:: WHAT THE TASK REQUIRES ::
A line qualifies if it holds the string "debug". Copy every qualifying line from the records.

Collected data entries

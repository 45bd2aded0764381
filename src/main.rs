use anyhow::{bail, Context, Result};
use clap::{Parser, Subcommand};
use serde_json::Value;
use std::path::{Path, PathBuf};
use std::process::ExitCode;
use std::sync::Arc;

use crm_forms::config::Config;
use crm_forms::crm;
use crm_forms::form::{
    save_fn, DiscardSave, FormData, FormOptions, FormStep, MultiStepForm, SaveHandler,
    SubmitOutcome,
};
use crm_forms::logging;
use crm_forms::persistence::FileStore;

#[derive(Parser)]
#[command(name = "crm-forms")]
#[command(about = "Multi-step CRM wizards with resumable sessions")]
#[command(version)]
pub struct Cli {
    #[command(subcommand)]
    command: Commands,

    /// Config file path
    #[arg(short, long)]
    config: Option<String>,

    /// Enable debug logging
    #[arg(short, long)]
    debug: bool,
}

#[derive(Subcommand)]
enum Commands {
    /// List built-in wizards
    Wizards,

    /// Show the steps of a wizard
    Steps {
        /// Wizard name (organization, contact)
        wizard: String,
    },

    /// Validate a data file against every step of a wizard
    Validate {
        wizard: String,

        /// JSON or YAML file with the form values
        #[arg(long)]
        data: PathBuf,
    },

    /// Resume a session, apply edits, validate and save the snapshot
    Edit {
        wizard: String,

        /// Session key used for the snapshot
        #[arg(short, long)]
        key: String,

        /// Step to make active before applying edits
        #[arg(short, long)]
        step: Option<usize>,

        /// Field assignment, `field=value`; values parse as JSON when possible
        #[arg(long = "set", value_parser = parse_assignment)]
        set: Vec<(String, Value)>,
    },

    /// Resume a session and submit it, writing the data to a file
    Submit {
        wizard: String,

        #[arg(short, long)]
        key: String,

        /// Output file for the submitted data
        #[arg(short, long)]
        out: PathBuf,
    },

    /// Throw away the snapshot for a session
    Discard {
        wizard: String,

        #[arg(short, long)]
        key: String,
    },
}

/// Parse `field=value`, reading the value as JSON and falling back to a string
fn parse_assignment(raw: &str) -> Result<(String, Value), String> {
    let (field, value) = raw
        .split_once('=')
        .ok_or_else(|| format!("expected field=value, got '{raw}'"))?;
    let field = field.trim();
    if field.is_empty() {
        return Err(format!("missing field name in '{raw}'"));
    }
    let value = serde_json::from_str(value).unwrap_or_else(|_| Value::String(value.to_string()));
    Ok((field.to_string(), value))
}

#[tokio::main]
async fn main() -> Result<ExitCode> {
    let cli = Cli::parse();

    // Load configuration first (needed for logging setup)
    let config = Config::load(cli.config.as_deref())?;
    let logging_handle = logging::init_logging(&config, cli.debug)?;

    let result = match cli.command {
        Commands::Wizards => {
            cmd_wizards();
            Ok(ExitCode::SUCCESS)
        }
        Commands::Steps { wizard } => cmd_steps(&wizard).map(|()| ExitCode::SUCCESS),
        Commands::Validate { wizard, data } => cmd_validate(&config, &wizard, &data)
            .await
            .map(|valid| if valid { ExitCode::SUCCESS } else { ExitCode::FAILURE }),
        Commands::Edit {
            wizard,
            key,
            step,
            set,
        } => cmd_edit(&config, &wizard, &key, step, set)
            .await
            .map(|()| ExitCode::SUCCESS),
        Commands::Submit { wizard, key, out } => cmd_submit(&config, &wizard, &key, out)
            .await
            .map(|()| ExitCode::SUCCESS),
        Commands::Discard { wizard, key } => {
            cmd_discard(&config, &wizard, &key).map(|()| ExitCode::SUCCESS)
        }
    };

    // Dropping the handle flushes buffered file logs
    let log_file_path = logging_handle.log_file_path.clone();
    drop(logging_handle);
    if let Some(log_path) = log_file_path {
        if log_path.metadata().is_ok_and(|m| m.len() > 0) {
            eprintln!("Session log: {}", log_path.display());
        }
    }

    result
}

fn load_wizard(name: &str) -> Result<Vec<FormStep>> {
    match crm::wizard(name) {
        Some(steps) => Ok(steps),
        None => bail!(
            "Unknown wizard '{}' (available: {})",
            name,
            crm::WIZARDS.join(", ")
        ),
    }
}

/// Form session for `wizard`, persisting under `key` when given
fn open_form(
    config: &Config,
    wizard: &str,
    key: Option<&str>,
    on_save: impl SaveHandler + 'static,
) -> Result<MultiStepForm> {
    let steps = load_wizard(wizard)?;

    let mut options =
        FormOptions::from_config(&config.forms).key_prefix(&config.persistence.key_prefix);
    if let Some(key) = key {
        let store = Arc::new(FileStore::new(config.snapshots_path()));
        options = options.persist(store, format!("{wizard}-{key}"));
        options.enable_persistence = config.persistence.enabled;
    }

    Ok(MultiStepForm::new(
        steps,
        FormData::new(),
        on_save,
        options,
    )?)
}

fn read_data_file(path: &Path) -> Result<FormData> {
    let contents = std::fs::read_to_string(path)
        .with_context(|| format!("Failed to read data file {}", path.display()))?;

    let is_yaml = path
        .extension()
        .is_some_and(|e| e == "yaml" || e == "yml");
    let data: FormData = if is_yaml {
        serde_yaml::from_str(&contents).context("Failed to parse YAML data file")?
    } else {
        serde_json::from_str(&contents).context("Failed to parse JSON data file")?
    };
    Ok(data)
}

fn cmd_wizards() {
    for name in crm::WIZARDS {
        let steps = crm::wizard(name).unwrap_or_default();
        println!("{:<14} {} steps", name, steps.len());
    }
}

fn cmd_steps(wizard: &str) -> Result<()> {
    let steps = load_wizard(wizard)?;

    println!("{} ({} steps)", wizard, steps.len());
    println!("{}", "─".repeat(60));
    for (i, step) in steps.iter().enumerate() {
        let marker = if step.required { "*" } else { " " };
        println!("{}{} {:<10} {}", i, marker, step.id, step.label);
        if !step.description.is_empty() {
            println!("     {}", step.description);
        }
        let watched: Vec<_> = step.watched_fields.iter().map(String::as_str).collect();
        println!("     fields: {}", watched.join(", "));
    }
    println!();
    println!("* required");
    Ok(())
}

fn print_session(form: &MultiStepForm) {
    let session = form.session();

    println!("{}", "─".repeat(60));
    for (i, (step, state)) in form.steps().iter().zip(&session.step_states).enumerate() {
        let status = if state.completed {
            "done"
        } else if !state.is_valid {
            "errors"
        } else if state.has_changes {
            "edited"
        } else {
            "-"
        };
        let active = if i == session.active_step { ">" } else { " " };
        println!(
            "{} {:<10} {:<8} errors: {}  warnings: {}",
            active, step.id, status, state.error_count, state.warning_count
        );
    }

    if !session.validation_errors.is_empty() {
        println!();
        for (field, message) in &session.validation_errors {
            println!("  {field}: {message}");
        }
    }

    println!();
    println!(
        "Steps completed: {:.0}%  Position: {:.0}%  Ready to submit: {}",
        form.step_progress(),
        form.overall_progress(),
        if form.can_submit() { "yes" } else { "no" }
    );
}

/// True when every step passes
async fn cmd_validate(config: &Config, wizard: &str, data_path: &Path) -> Result<bool> {
    let data = read_data_file(data_path)?;
    let form = open_form(config, wizard, None, DiscardSave)?;

    form.update_form_data(data);
    let valid = form.validate_all_steps().await;

    print_session(&form);
    Ok(valid)
}

async fn cmd_edit(
    config: &Config,
    wizard: &str,
    key: &str,
    step: Option<usize>,
    set: Vec<(String, Value)>,
) -> Result<()> {
    let form = open_form(config, wizard, Some(key), DiscardSave)?;
    if form.persist_key().is_none() {
        eprintln!("Warning: persistence is disabled, edits will not be kept");
    }

    if form.restore() {
        println!("Resumed session '{key}'");
    } else {
        println!("Started session '{key}'");
    }

    if let Some(step) = step {
        if !form.go_to_step(step) {
            eprintln!(
                "Cannot move to step {} (out of range or earlier required steps incomplete)",
                step
            );
        }
    }

    if !set.is_empty() {
        form.update_form_data(set.into_iter().collect());
    }
    form.validate_step(form.active_step()).await;
    form.persist();

    print_session(&form);
    Ok(())
}

async fn cmd_submit(config: &Config, wizard: &str, key: &str, out: PathBuf) -> Result<()> {
    let target = out.clone();
    let on_save = save_fn(move |data: FormData| {
        let target = target.clone();
        async move {
            let json = serde_json::to_string_pretty(&data)?;
            tokio::fs::write(&target, json)
                .await
                .with_context(|| format!("Failed to write {}", target.display()))
        }
    });

    let form = open_form(config, wizard, Some(key), on_save)?;
    if !form.restore() {
        bail!("No saved session '{key}' for wizard '{wizard}'");
    }

    match form.submit_form().await? {
        SubmitOutcome::Saved => {
            println!("Submitted '{}' to {}", key, out.display());
            Ok(())
        }
        SubmitOutcome::Blocked => {
            print_session(&form);
            bail!("Session '{key}' is not ready to submit");
        }
        SubmitOutcome::Invalid => {
            print_session(&form);
            bail!("Session '{key}' failed validation");
        }
    }
}

fn cmd_discard(config: &Config, wizard: &str, key: &str) -> Result<()> {
    let form = open_form(config, wizard, Some(key), DiscardSave)?;
    form.clear_snapshot();
    println!("Discarded session '{key}'");
    Ok(())
}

:: RESULT ::
    /// Enable debug logging
    debug: bool,
    let logging_handle = logging::init_logging(&config, cli.debug)?;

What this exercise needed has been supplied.